**YOUR ASSIGNMENT:**
Please count how many lines of the data include the word "operation". Give only that number in reply.

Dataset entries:
//! Error types for the action generator.

use thiserror::Error;

use crate::fetch::FetchError;
use crate::output::RenderError;
use crate::synthesize::SynthesisError;

/// Errors that can occur while generating actions.
#[derive(Debug, Error)]
pub enum GeneratorError {
    /// The schema could not be retrieved from the NetBox host
    #[error("Failed to fetch schema: {0}")]
    Fetch(#[from] FetchError),

    /// The schema could not be turned into actions
    #[error("Action synthesis failed: {0}")]
    Synthesis(#[from] SynthesisError),

    /// The action template failed to load or render
    #[error(transparent)]
    Render(#[from] RenderError),

    /// Failed to remove a previously generated file
    #[error("Failed to remove stale action '{path}': {source}")]
    RemoveError {
        path: String,
        #[source]
        source: std::io::Error,
    },

    /// Failed to write output file
    #[error("Failed to write output file '{path}': {source}")]
    WriteError {
        path: String,
        #[source]
        source: std::io::Error,
    },

    /// Failed to list or create the output directory
    #[error("Output directory '{path}' is not usable: {source}")]
    OutputDir {
        path: String,
        #[source]
        source: std::io::Error,
    },
}
//! NetBox action generator library.
//!
//! This crate turns the OpenAPI v3 schema served by a NetBox instance into
//! StackStorm action definitions: one YAML file per API operation, rendered
//! from a Jinja template.
//!
//! ## Modules
//!
//! - [`fetch`] - Downloads the schema from `<host>/api/schema?format=json`
//! - [`schema`] - Typed, order-preserving view of the OpenAPI document
//! - [`path`] - Action naming and endpoint URI templates
//! - [`action`] - Action descriptors and the ordered [`action::ActionSet`]
//! - [`synthesize`] - The operation-to-action mapping rules
//! - [`output`] - Template rendering and file writing
//! - [`generate`] - The full fetch/synthesize/write run
//! - [`config`] - Run settings
//! - [`errors`] - Error types for the generator
//!
//! ## Example Usage
//!
//! ```no_run
//! use netbox_action_gen::config::GeneratorConfig;
//! use netbox_action_gen::generate::generate;
//!
//! # async fn run() -> Result<(), netbox_action_gen::errors::GeneratorError> {
//! let config = GeneratorConfig {
//!     host: "https://netbox.example.com".to_string(),
//!     ..Default::default()
//! };
//! let summary = generate(&config).await?;
//! summary.print();
//! # Ok(())
//! # }
//! ```

pub mod action;
pub mod config;
pub mod errors;
pub mod fetch;
pub mod generate;
pub mod output;
pub mod path;
pub mod schema;
pub mod synthesize;

#[cfg(test)]
mod test_utils;
//! The end-to-end run: fetch, synthesize, render, write.

use std::fs;
use std::path::PathBuf;

use tracing::info;

use crate::config::GeneratorConfig;
use crate::errors::GeneratorError;
use crate::fetch::fetch_schema;
use crate::output::{ActionRenderer, remove_generated, write_actions};
use crate::schema::OpenApiSchema;
use crate::synthesize::synthesize;

/// One rendered action, kept in memory for dry runs.
#[derive(Debug, Clone, PartialEq, Eq)]
pub struct RenderedAction {
    pub name: String,
    pub content: String,
}

/// Summary of the generation process.
#[derive(Debug, Default)]
pub struct GenerationSummary {
    pub schema_version: String,
    pub output_dir: PathBuf,
    pub synthesized: usize,
    pub removed: usize,
    pub written: usize,
    pub dry_run: bool,
    /// Populated instead of writing files when running dry.
    pub rendered: Vec<RenderedAction>,
}

impl GenerationSummary {
    pub fn print(&self) {
        if self.dry_run {
            for action in &self.rendered {
                println!("--- {} ---", action.name);
                println!("{}", action.content);
            }
            println!(
                "\nDry run: rendered {} actions for NetBox {}",
                self.rendered.len(),
                self.schema_version
            );
            return;
        }

        println!(
            "Wrote {} actions to {} (NetBox {}, removed {} stale)",
            self.written,
            self.output_dir.display(),
            self.schema_version,
            self.removed
        );
    }
}

/// Fetches the schema from `config.host` and regenerates the actions.
pub async fn generate(config: &GeneratorConfig) -> Result<GenerationSummary, GeneratorError> {
    let schema = fetch_schema(&config.host, config.verify_tls, config.timeout).await?;
    generate_from_schema(&schema, config)
}

/// Regenerates the actions for an already fetched schema.
///
/// Synthesis and template compilation both happen before anything in the
/// output directory is deleted, so a schema inconsistency or a broken
/// template leaves the previous actions untouched.
pub fn generate_from_schema(
    schema: &OpenApiSchema,
    config: &GeneratorConfig,
) -> Result<GenerationSummary, GeneratorError> {
    let actions = synthesize(schema)?;
    let renderer = ActionRenderer::from_file(&config.template_path)?;
    let schema_version = schema.schema_version();

    let mut summary = GenerationSummary {
        schema_version: schema_version.to_string(),
        output_dir: config.output_dir.clone(),
        synthesized: actions.len(),
        dry_run: config.dry_run,
        ..Default::default()
    };

    if config.dry_run {
        info!("Dry run - no files will be written");
        for action in &actions {
            summary.rendered.push(RenderedAction {
                name: action.name.clone(),
                content: renderer.render(schema_version, action)?,
            });
        }
        return Ok(summary);
    }

    fs::create_dir_all(&config.output_dir).map_err(|source| GeneratorError::OutputDir {
        path: config.output_dir.display().to_string(),
        source,
    })?;

    summary.removed = remove_generated(&config.output_dir)?;
    summary.written = write_actions(&config.output_dir, &renderer, schema_version, &actions)?;

    Ok(summary)
}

**RESULT BELOW:**
2